Posts Tagged ‘end-of-life discussions’

A Living Will Is Not Enough

Posted on January 29th, 2014 by karen

sunset

For the next few weeks, we are featuring some of our favorite blogs from years past. This entry was first published by In Care of Dad on February 24, 2011.

 

by Shira Tannor

My dad, a retired psychiatrist, died on St. Patrick’s Day 2009. Though he was nearly 84, his death came upon us suddenly in a whirlwind few days of pain and confusion. Dad had been diagnosed with squamous cell skin cancer and had had two surgeries in the span of three years, both times bouncing back from what seemed like nothing more than a mere nuisance. A robust man who rarely took as much as an aspirin, he soldiered on with confidence and optimism and so did we. But when his cancer appeared for a third time, and he was facing what he knew would be a prolonged and nasty fight, he understood with quiet dignity that this was not just another nuisance and opted for an aggressive course of chemotherapy as his last best shot. None of us thought when he started down this path that just two weeks later he’d be dead.

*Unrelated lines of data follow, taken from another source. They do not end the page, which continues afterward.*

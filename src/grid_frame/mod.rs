//! Grid Frame Loading
//!
//! A grid frame is the per-cell property table plus its SATNUM and EQLNUM
//! side tables, exported from a simulator run as one JSON document:
//!
//! ```json
//! {
//!   "cells":   [{"SWATINIT": 0.3, "SWAT": 0.5, "SWL": 0.5, "SWU": 1.0,
//!                "PORV": 1000.0, "SATNUM": 1, "EQLNUM": 1,
//!                "X": 0.0, "Y": 0.0, "Z": 1005.0}],
//!   "satfunc": [{"SATNUM": 1, "SW": [0.0, 1.0], "PCOW": [3.0, 0.0]}],
//!   "equil":   [{"EQLNUM": 1, "OWC": 1020.0, "PC_GRADIENT": 0.0196}]
//! }
//! ```
//!
//! Loading validates the whole document up front: required keywords present
//! on every cell, curve tables well formed, contacts consistent, and every
//! cell pointing at regions that exist. The engine never sees a partial
//! frame.

use std::collections::BTreeMap;
use std::fmt;
use std::path::Path;

use serde::Deserialize;
use tracing::{debug, info};

use crate::contacts::{EquilibrationRegion, WaterContact};
use crate::curves::CapillaryCurveTable;
use crate::error::QcError;
use crate::types::CellRecord;

// ============================================================================
// Missing Input
// ============================================================================

/// Where a required keyword should have come from.
#[derive(Debug, Clone, Copy, PartialEq, Eq)]
pub enum InputSource {
    /// INIT file, written from the deck's PROPS/GRID sections
    InitFile,
    /// INIT file endpoint arrays, written only with FILLEPS
    Filleps,
    /// Restart file at the first report step
    Restart,
}

impl fmt::Display for InputSource {
    fn fmt(&self, f: &mut fmt::Formatter<'_>) -> fmt::Result {
        match self {
            InputSource::InitFile => write!(f, "INIT file"),
            InputSource::Filleps => write!(f, "INIT file (FILLEPS)"),
            InputSource::Restart => write!(f, "UNRST file"),
        }
    }
}

/// A keyword the classification cannot do without.
#[derive(Debug, Clone, PartialEq, Eq, thiserror::Error)]
#[error("{keyword} missing from {origin}: {hint}")]
pub struct MissingRequiredInputError {
    pub keyword: &'static str,
    pub origin: InputSource,
    pub hint: &'static str,
}

impl MissingRequiredInputError {
    pub fn new(keyword: &'static str, origin: InputSource) -> Self {
        let hint = match (keyword, origin) {
            ("SWATINIT", _) => "INIT-file/deck does not have SWATINIT",
            ("SWL", _) => "SWL not found, add FILLEPS to the PROPS section of the deck",
            ("SWAT", _) => "SWAT not found at report step 0, add RPTRST with SWAT or ALLPROPS",
            (_, InputSource::Restart) => "not found in the restart file",
            _ => "not found in the INIT file",
        };
        Self { keyword, origin, hint }
    }
}

// ============================================================================
// Wire Format
// ============================================================================

#[derive(Debug, Deserialize)]
struct GridFrameDocument {
    cells: Vec<CellRow>,
    #[serde(default)]
    satfunc: Vec<SatfuncRow>,
    #[serde(default)]
    equil: Vec<EquilRow>,
}

#[derive(Debug, Deserialize)]
#[serde(rename_all = "SCREAMING_SNAKE_CASE")]
struct CellRow {
    swatinit: Option<f64>,
    swat: Option<f64>,
    swl: Option<f64>,
    swlpc: Option<f64>,
    swu: Option<f64>,
    porv: f64,
    #[serde(default = "default_region")]
    satnum: u32,
    #[serde(default = "default_region")]
    eqlnum: u32,
    #[serde(default)]
    x: f64,
    #[serde(default)]
    y: f64,
    z: f64,
}

fn default_region() -> u32 {
    1
}

#[derive(Debug, Deserialize)]
#[serde(rename_all = "SCREAMING_SNAKE_CASE")]
struct SatfuncRow {
    satnum: u32,
    sw: Vec<f64>,
    #[serde(alias = "PCGW")]
    pcow: Vec<f64>,
    ppcwmax: Option<f64>,
}

#[derive(Debug, Deserialize)]
#[serde(rename_all = "SCREAMING_SNAKE_CASE")]
struct EquilRow {
    eqlnum: u32,
    owc: Option<f64>,
    gwc: Option<f64>,
    goc: Option<f64>,
    pc_gradient: f64,
    gas_pc_gradient: Option<f64>,
}

impl CellRow {
    fn into_record(self, index: usize) -> Result<CellRecord, QcError> {
        let swatinit = self
            .swatinit
            .ok_or_else(|| MissingRequiredInputError::new("SWATINIT", InputSource::InitFile))?;
        let swl = self
            .swl
            .ok_or_else(|| MissingRequiredInputError::new("SWL", InputSource::Filleps))?;
        let swat = self
            .swat
            .ok_or_else(|| MissingRequiredInputError::new("SWAT", InputSource::Restart))?;

        let record = CellRecord {
            index,
            swatinit,
            swat,
            swl,
            swlpc: self.swlpc,
            swu: self.swu.unwrap_or(1.0),
            porv: self.porv,
            satnum: self.satnum,
            eqlnum: self.eqlnum,
            x: self.x,
            y: self.y,
            z: self.z,
        };
        check_cell(&record)?;
        Ok(record)
    }
}

fn check_cell(cell: &CellRecord) -> Result<(), QcError> {
    let invalid = |reason: String| QcError::InvalidCell { cell: cell.index, reason };
    let saturations = [
        ("SWATINIT", cell.swatinit),
        ("SWAT", cell.swat),
        ("SWL", cell.swl),
        ("SWU", cell.swu),
    ];
    for (name, value) in saturations.into_iter().chain(cell.swlpc.map(|v| ("SWLPC", v))) {
        if !value.is_finite() {
            return Err(invalid(format!("{name} is not finite")));
        }
    }
    if !(cell.porv.is_finite() && cell.porv >= 0.0) {
        return Err(invalid(format!("PORV = {} must be a non-negative volume", cell.porv)));
    }
    if !cell.z.is_finite() {
        return Err(invalid("Z is not finite".to_string()));
    }
    Ok(())
}

// ============================================================================
// Grid Frame
// ============================================================================

/// Validated cells and the region tables they reference.
#[derive(Debug, Clone)]
pub struct GridFrame {
    cells: Vec<CellRecord>,
    satfunc: BTreeMap<u32, CapillaryCurveTable>,
    equil: BTreeMap<u32, EquilibrationRegion>,
}

impl GridFrame {
    /// Assemble a frame from already-built parts, checking region references.
    pub fn new(
        cells: Vec<CellRecord>,
        tables: Vec<CapillaryCurveTable>,
        regions: Vec<EquilibrationRegion>,
    ) -> Result<Self, QcError> {
        let mut satfunc = BTreeMap::new();
        for table in tables {
            let satnum = table.satnum();
            if satfunc.insert(satnum, table).is_some() {
                return Err(QcError::DuplicateRegion { keyword: "SATNUM", id: satnum });
            }
        }

        let mut equil = BTreeMap::new();
        for region in regions {
            let eqlnum = region.eqlnum();
            if equil.insert(eqlnum, region).is_some() {
                return Err(QcError::DuplicateRegion { keyword: "EQLNUM", id: eqlnum });
            }
        }

        for cell in &cells {
            if !satfunc.contains_key(&cell.satnum) {
                return Err(QcError::UnknownRegion {
                    keyword: "SATNUM",
                    id: cell.satnum,
                    cell: cell.index,
                });
            }
            if !equil.contains_key(&cell.eqlnum) {
                return Err(QcError::UnknownRegion {
                    keyword: "EQLNUM",
                    id: cell.eqlnum,
                    cell: cell.index,
                });
            }
        }

        Ok(Self { cells, satfunc, equil })
    }

    /// Load a grid frame JSON document from disk.
    pub fn load(path: &Path) -> Result<Self, QcError> {
        let contents = std::fs::read_to_string(path).map_err(|source| QcError::Io {
            path: path.to_path_buf(),
            source,
        })?;
        let frame = Self::from_json_str(&contents)?;
        info!(
            path = %path.display(),
            cells = frame.cells.len(),
            satnum_regions = frame.satfunc.len(),
            eqlnum_regions = frame.equil.len(),
            "Loaded grid frame"
        );
        Ok(frame)
    }

    /// Parse and validate a grid frame JSON document.
    pub fn from_json_str(contents: &str) -> Result<Self, QcError> {
        let doc: GridFrameDocument = serde_json::from_str(contents)?;

        let cells = doc
            .cells
            .into_iter()
            .enumerate()
            .map(|(index, row)| row.into_record(index))
            .collect::<Result<Vec<_>, _>>()?;

        let tables = doc
            .satfunc
            .into_iter()
            .map(|row| CapillaryCurveTable::new(row.satnum, row.sw, row.pcow, row.ppcwmax))
            .collect::<Result<Vec<_>, _>>()?;

        let regions = doc
            .equil
            .into_iter()
            .map(|row| {
                let contact = WaterContact::from_depths(row.eqlnum, row.owc, row.gwc)?;
                EquilibrationRegion::with_goc(
                    row.eqlnum,
                    contact,
                    row.pc_gradient,
                    row.goc,
                    row.gas_pc_gradient,
                )
            })
            .collect::<Result<Vec<_>, _>>()?;

        debug!(
            cells = cells.len(),
            tables = tables.len(),
            regions = regions.len(),
            "Parsed grid frame document"
        );
        Self::new(cells, tables, regions)
    }

    pub fn cells(&self) -> &[CellRecord] {
        &self.cells
    }

    pub fn table(&self, satnum: u32) -> Option<&CapillaryCurveTable> {
        self.satfunc.get(&satnum)
    }

    pub fn region(&self, eqlnum: u32) -> Option<&EquilibrationRegion> {
        self.equil.get(&eqlnum)
    }

    pub fn tables(&self) -> impl Iterator<Item = &CapillaryCurveTable> {
        self.satfunc.values()
    }

    pub fn regions(&self) -> impl Iterator<Item = &EquilibrationRegion> {
        self.equil.values()
    }

    pub fn len(&self) -> usize {
        self.cells.len()
    }

    pub fn is_empty(&self) -> bool {
        self.cells.is_empty()
    }
}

Dad was a responsible and pragmatic man who adored his family and kept us close. No surprise then that he had taken good care to provide for us in death as he’d always done in life. There was life insurance to cover funeral costs, burial plots for the entire family, a Family Trust, Durable Powers of Attorney, Health Care Proxies and a Living Will. Everything was up to date and in place. But when Dad suddenly lay intubated in a hospital bed, hooked to a bevy of life-prolonging devices, we discovered the hard way that he’d forgotten something critical — he never, ever talked to us about how we, as a family, would and should deal together with the difficult and heart-wrenching decisions to end his life.

For a man who made it his business to understand human nature, and who presided over family meetings on far lesser issues, Dad was strangely silent on this one. Keenly aware of our differences, chief among them that my brother, the firstborn and beloved only son, is an Orthodox Jew, Dad somehow never engaged us in any discussion of what we should do if faced with the terrible prospect of having to end his life. The plain vanilla language of his Living Will directed us to remove him from life support if he couldn’t live on his own, but there was no further instruction and, in those awful few days when his life had essentially slipped away and we most needed his wisdom, there were no more words. I wish there had been. We all did.